Written By Beth Morris, VP of Compliance at Rogers & Brown 


How Do I Know If My Merchandise is Subject to Antidumping (AD) or Countervailing Duties (CVD)?

Whether you’re new to importing or an experienced importer bringing in a new product, it’s important to research and understand your expenses before shipping goods to the U.S. Antidumping and countervailing cases are on the rise, as well as enforcement. You must know if they apply to your merchandise, and this article is here to help you.


What are antidumping and countervailing duties?

Antidumping duties are imposed on imported merchandise sold below its fair market value, threatening domestic industries.

Countervailing duties are imposed on imported merchandise to offset subsidies or financial assistance provided to foreign companies by their governments.

Determining whether your merchandise is subject to antidumping (AD) and/or countervailing (CVD) duties can be complex and often requires professional/legal advice.


Below are some suggested steps you can take:

  1. Verify your product’s harmonized tariff classification. Suppose you are unsure and importing for the first time. In that case, you might consider filing for a binding ruling with U.S. Customs and Border Protection (CBP) since your tariff number determines tariff rates and additional duties, including AD and/or CVD duties. However, please know that your merchandise may still fall under the scope of an order based on the description.

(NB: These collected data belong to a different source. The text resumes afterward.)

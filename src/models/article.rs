use chrono::{DateTime, Utc};
use serde::{Deserialize, Serialize};

use super::Candidate;

#[derive(Debug, Clone, Serialize, Deserialize)]
pub struct Article {
    pub id: i64,
    pub link: String,
    pub title: String,
    pub author: Option<String>,
    pub publish_date: Option<String>,
    pub content: Option<String>,
    pub summary: Option<String>,
    pub created_at: DateTime<Utc>,
    pub updated_at: DateTime<Utc>,
    pub enrichment_attempts: u32,
    pub last_error: Option<String>,
}

impl Article {
    pub fn state(&self) -> ArticleState {
        match (&self.content, &self.summary) {
            (_, Some(_)) => ArticleState::Summarized,
            (Some(_), None) => ArticleState::ContentReady,
            (None, None) => ArticleState::Discovered,
        }
    }
}

/// Enrichment progress. Only ever moves forward.
#[derive(Debug, Clone, Copy, PartialEq, Eq, PartialOrd, Ord, Serialize)]
pub enum ArticleState {
    Discovered,
    ContentReady,
    Summarized,
}

/// Metadata-only row written when a link is first seen.
#[derive(Debug, Clone)]
pub struct NewArticle {
    pub link: String,
    pub title: String,
    pub author: Option<String>,
    pub publish_date: Option<String>,
}

impl From<Candidate> for NewArticle {
    fn from(candidate: Candidate) -> Self {
        Self {
            link: candidate.link,
            title: candidate.title,
            author: candidate.author,
            publish_date: candidate.publish_date,
        }
    }
}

  1. Review the scope of the antidumping and/or countervailing order(s) to determine if your merchandise falls under the scope of the order. You can find these orders in several places, such as You can also contact your current broker and request a copy of the order. You can search using your Harmonized Tariff Schedule (HTS) number or product commodity.


  1. Research previous cases related to similar merchandise in your industry.


  1. Given the complexity of some of these orders and the potential financial implications, it is advisable to seek professional guidance if you are unsure if the order applies to your merchandise.


  1. Stay informed of trade developments regarding your merchandise. One way to be informed is by reaching out and establishing a solid relationship with a trusted Customs broker or trade consultant who specializes in their industry and can provide valuable expertise to keep you up to date. Also, accessing government websites such as the S. Customs and Border Protection (CBP), the U.S. International Trade Commission (USITC), and the Office of the United States Trade Representative (USTR) can provide up-to-date information on trade policies, tariff rates, and any changes to antidumping or countervailing duty orders.


If you determine that AD/CVD does apply, your broker will need to confirm whether a reimbursement occurred from the origin. If your HTS number could be subject but your specific product is excluded, you must provide a written disclaimer to your Customs broker explaining why the order does not apply.

Remember, the primary aim of antidumping and countervailing duties is to ensure a level playing field for U.S. companies, protecting them from the adverse effects of unfairly traded imported and subsidized merchandise.